• **What to produce**:
Could you write out every entry exactly as it stands?
START Recorded data
//! Shared fixtures for the crate's unit tests.

use tempfile::TempDir;

use crate::pool::{Database, DbConfig};
use coinshop_core::{CatalogItem, Coins};

/// Single-connection in-memory store with migrations applied.
pub async fn memory_db() -> Database {
    Database::new(DbConfig::in_memory())
        .await
        .expect("in-memory database")
}

/// File-backed store with several pooled connections, for lock contention.
///
/// Keep the `TempDir` alive for as long as the database is used.
pub async fn file_db(max_connections: u32) -> (Database, TempDir) {
    let dir = tempfile::tempdir().expect("temp dir");
    let config = DbConfig::new(dir.path().join("ledger.db")).max_connections(max_connections);
    let db = Database::new(config).await.expect("file database");
    (db, dir)
}

/// Creates an account holding exactly `balance` coins.
pub async fn open_account(db: &Database, username: &str, balance: i64) {
    db.accounts()
        .create(username, Coins::new(balance))
        .await
        .expect("create account");
}

/// Inserts or reprices a catalog item.
pub async fn set_price(db: &Database, name: &str, price: i64) {
    db.catalog()
        .put(&CatalogItem {
            name: name.to_string(),
            price,
        })
        .await
        .expect("set price");
}

/// Makes every later insert into `table` fail inside whatever unit of work
/// attempts it.
pub async fn fail_inserts_into(db: &Database, table: &str) {
    let sql = format!(
        "CREATE TRIGGER fail_{table}_insert BEFORE INSERT ON {table} \
         BEGIN SELECT RAISE(ABORT, 'injected {table} failure'); END"
    );
    sqlx::query(&sql)
        .execute(db.pool())
        .await
        .expect("install failure trigger");
}

/// Makes every later update of `table` fail.
pub async fn fail_updates_of(db: &Database, table: &str) {
    let sql = format!(
        "CREATE TRIGGER fail_{table}_update BEFORE UPDATE ON {table} \
         BEGIN SELECT RAISE(ABORT, 'injected {table} failure'); END"
    );
    sqlx::query(&sql)
        .execute(db.pool())
        .await
        .expect("install failure trigger");
}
END Recorded data
• **Task answer**:
//! Shared fixtures for the crate's unit tests.

use tempfile::TempDir;

use crate::pool::{Database, DbConfig};
use coinshop_core::{CatalogItem, Coins};

/// Single-connection in-memory store with migrations applied.
pub async fn memory_db() -> Database {
    Database::new(DbConfig::in_memory())
        .await
        .expect("in-memory database")
}

/// File-backed store with several pooled connections, for lock contention.
///
/// Keep the `TempDir` alive for as long as the database is used.
pub async fn file_db(max_connections: u32) -> (Database, TempDir) {
    let dir = tempfile::tempdir().expect("temp dir");
    let config = DbConfig::new(dir.path().join("ledger.db")).max_connections(max_connections);
    let db = Database::new(config).await.expect("file database");
    (db, dir)
}

/// Creates an account holding exactly `balance` coins.
pub async fn open_account(db: &Database, username: &str, balance: i64) {
    db.accounts()
        .create(username, Coins::new(balance))
        .await
        .expect("create account");
}

/// Inserts or reprices a catalog item.
pub async fn set_price(db: &Database, name: &str, price: i64) {
    db.catalog()
        .put(&CatalogItem {
            name: name.to_string(),
            price,
        })
        .await
        .expect("set price");
}

/// Makes every later insert into `table` fail inside whatever unit of work
/// attempts it.
pub async fn fail_inserts_into(db: &Database, table: &str) {
    let sql = format!(
        "CREATE TRIGGER fail_{table}_insert BEFORE INSERT ON {table} \
         BEGIN SELECT RAISE(ABORT, 'injected {table} failure'); END"
    );
    sqlx::query(&sql)
        .execute(db.pool())
        .await
        .expect("install failure trigger");
}

/// Makes every later update of `table` fail.
pub async fn fail_updates_of(db: &Database, table: &str) {
    let sql = format!(
        "CREATE TRIGGER fail_{table}_update BEFORE UPDATE ON {table} \
         BEGIN SELECT RAISE(ABORT, 'injected {table} failure'); END"
    );
    sqlx::query(&sql)
        .execute(db.pool())
        .await
        .expect("install failure trigger");
}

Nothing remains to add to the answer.